= Try it =
What is the number of lines in this data that contain the word "joined"? Give the number alone.

= Entries provided =

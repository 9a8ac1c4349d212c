use crate::error::CoreError;
use rand::Rng;
use std::future::Future;
use std::time::Duration;

const INITIAL_DELAY_MS: u64 = 500;
const JITTER_MAX_MS: u64 = 150;

/// Run `f` up to `max_attempts` times, doubling the delay each retry and
/// adding jitter in `[0, 150ms)`. Only retriable errors (rate-limited,
/// timeout, gateway-transient) are retried; everything else propagates
/// immediately. Exhausting attempts yields `RetriesExhausted`.
pub async fn run<T, F, Fut>(mut f: F, max_attempts: u32, name: &str) -> Result<T, CoreError>
where
    F: FnMut() -> Fut,
    Fut: Future<Output = Result<T, CoreError>>,
{
    let mut attempt = 0u32;
    let mut delay_ms = INITIAL_DELAY_MS;

    loop {
        attempt += 1;
        match f().await {
            Ok(value) => return Ok(value),
            Err(err) if err.is_retriable() && attempt < max_attempts => {
                let jitter = rand::thread_rng().gen_range(0..JITTER_MAX_MS);
                log::warn!(
                    "{name}: attempt {attempt}/{max_attempts} failed ({err}), retrying in {}ms",
                    delay_ms + jitter
                );
                tokio::time::sleep(Duration::from_millis(delay_ms + jitter)).await;
                delay_ms = delay_ms.saturating_mul(2);
            }
            Err(err) if err.is_retriable() => {
                return Err(CoreError::RetriesExhausted(format!("{name}: {err}")));
            }
            Err(err) => return Err(err),
        }
    }
}

#[cfg(test)]
mod tests {
    use super::*;
    use std::sync::atomic::{AtomicU32, Ordering};

    #[tokio::test]
    async fn succeeds_without_retry() {
        let calls = AtomicU32::new(0);
        let result = run(
            || async {
                calls.fetch_add(1, Ordering::SeqCst);
                Ok::<_, CoreError>(42)
            },
            3,
            "test",
        )
        .await
        .unwrap();
        assert_eq!(result, 42);
        assert_eq!(calls.load(Ordering::SeqCst), 1);
    }

    #[tokio::test]
    async fn retries_transient_then_succeeds() {
        let calls = AtomicU32::new(0);
        let result = run(
            || async {
                let n = calls.fetch_add(1, Ordering::SeqCst);
                if n < 2 {
                    Err(CoreError::RateLimited("429".into()))
                } else {
                    Ok(7)
                }
            },
            5,
            "test",
        )
        .await
        .unwrap();
        assert_eq!(result, 7);
        assert_eq!(calls.load(Ordering::SeqCst), 3);
    }

    #[tokio::test]
    async fn exhausts_retries() {
        let result = run(
            || async { Err::<i32, _>(CoreError::Timeout("slow".into())) },
            2,
            "test",
        )
        .await;
        assert!(matches!(result, Err(CoreError::RetriesExhausted(_))));
    }

    #[tokio::test]
    async fn propagates_non_retriable_immediately() {
        let calls = AtomicU32::new(0);
        let result = run(
            || async {
                calls.fetch_add(1, Ordering::SeqCst);
                Err::<i32, _>(CoreError::MintNotFound("x".into()))
            },
            5,
            "test",
        )
        .await;
        assert!(matches!(result, Err(CoreError::MintNotFound(_))));
        assert_eq!(calls.load(Ordering::SeqCst), 1);
    }
}
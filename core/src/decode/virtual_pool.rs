use crate::models::{DecodedEvent, TransactionInfo};
use once_cell::sync::Lazy;
use regex::Regex;
use std::collections::BTreeMap;

static POOL_RE: Lazy<Regex> = Lazy::new(|| Regex::new(r"pool:\s*(\S+)").unwrap());
static VAULT_RE: Lazy<Regex> = Lazy::new(|| Regex::new(r"vault:\s*(\S+)").unwrap());
static LIQUIDITY_RE: Lazy<Regex> = Lazy::new(|| Regex::new(r"liquidity:\s*(\S+)").unwrap());
static NAME_RE: Lazy<Regex> = Lazy::new(|| Regex::new(r#"name:"([^"]*)""#).unwrap());
static SYMBOL_RE: Lazy<Regex> = Lazy::new(|| Regex::new(r#"symbol:"([^"]*)""#).unwrap());

/// Virtual-pool (Meteora-class) decoder. Any `postTokenBalances` entry with
/// `uiAmount > 0` yields its mint; pool/vault/liquidity/name/symbol are
/// parsed heuristically from log lines when present.
pub fn decode(tx: &TransactionInfo) -> Option<DecodedEvent> {
    let mint = tx
        .post_token_balances
        .iter()
        .find(|balance| balance.ui_amount.unwrap_or(0.0) > 0.0)
        .map(|balance| balance.mint.clone())?;

    let joined = tx.log_messages.join("\n");
    let mut pool_data = BTreeMap::new();
    if let Some(cap) = POOL_RE.captures(&joined) {
        pool_data.insert("pool".to_string(), cap[1].to_string());
    }
    if let Some(cap) = VAULT_RE.captures(&joined) {
        pool_data.insert("vault".to_string(), cap[1].to_string());
    }
    if let Some(cap) = LIQUIDITY_RE.captures(&joined) {
        pool_data.insert("liquidity".to_string(), cap[1].to_string());
    }
    if let Some(cap) = NAME_RE.captures(&joined) {
        pool_data.insert("name".to_string(), cap[1].to_string());
    }
    if let Some(cap) = SYMBOL_RE.captures(&joined) {
        pool_data.insert("symbol".to_string(), cap[1].to_string());
    }

    Some(DecodedEvent {
        mint,
        pool_data: if pool_data.is_empty() { None } else { Some(pool_data) },
        metadata: None,
    })
}

#[cfg(test)]
mod tests {
    use super::*;
    use crate::models::TokenBalance;

    #[test]
    fn returns_mint_with_positive_ui_amount() {
        let tx = TransactionInfo {
            post_token_balances: vec![TokenBalance {
                account_index: 0,
                mint: "VirtualMint1".into(),
                ui_amount: Some(10.0),
            }],
            ..Default::default()
        };
        let decoded = decode(&tx).expect("expected a decode");
        assert_eq!(decoded.mint, "VirtualMint1");
    }

    #[test]
    fn parses_pool_fields_from_logs() {
        let tx = TransactionInfo {
            post_token_balances: vec![TokenBalance {
                account_index: 0,
                mint: "VirtualMint1".into(),
                ui_amount: Some(10.0),
            }],
            log_messages: vec![r#"pool: Pool111 vault: Vault111 liquidity: 42 name:"Foo" symbol:"FOO""#.to_string()],
            ..Default::default()
        };
        let decoded = decode(&tx).expect("expected a decode");
        let pool_data = decoded.pool_data.expect("pool data present");
        assert_eq!(pool_data["pool"], "Pool111");
        assert_eq!(pool_data["symbol"], "FOO");
    }

    #[test]
    fn no_positive_balance_yields_none() {
        let tx = TransactionInfo {
            post_token_balances: vec![TokenBalance {
                account_index: 0,
                mint: "Zero".into(),
                ui_amount: Some(0.0),
            }],
            ..Default::default()
        };
        assert!(decode(&tx).is_none());
    }
}
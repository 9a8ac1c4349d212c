use std::collections::HashMap;
use std::sync::Mutex;
use std::time::{Duration, Instant};

const TTL: Duration = Duration::from_secs(60);
const SWEEP_INTERVAL: Duration = Duration::from_secs(10);

/// Every processed signature appears at most once in the executor path
/// for the lifetime of its dedup entry (>= 60s). A mapping from signature
/// to insertion timestamp; a periodic sweep (every 10s) deletes entries
/// older than the TTL.
pub struct DedupCache {
    entries: Mutex<HashMap<String, Instant>>,
}

impl DedupCache {
    pub fn new() -> Self {
        DedupCache {
            entries: Mutex::new(HashMap::new()),
        }
    }

    /// Returns true (insert-and-process) on first observation; false
    /// (drop) if already present within the TTL window.
    pub fn observe(&self, signature: &str) -> bool {
        let mut entries = self.entries.lock().expect("dedup mutex poisoned");
        if entries.contains_key(signature) {
            false
        } else {
            entries.insert(signature.to_string(), Instant::now());
            true
        }
    }

    pub fn sweep(&self) {
        let mut entries = self.entries.lock().expect("dedup mutex poisoned");
        let now = Instant::now();
        entries.retain(|_, inserted| now.duration_since(*inserted) < TTL);
    }

    pub fn sweep_interval() -> Duration {
        SWEEP_INTERVAL
    }

    #[cfg(test)]
    pub fn len(&self) -> usize {
        self.entries.lock().expect("dedup mutex poisoned").len()
    }
}

impl Default for DedupCache {
    fn default() -> Self {
        Self::new()
    }
}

= Answer to the problem =
6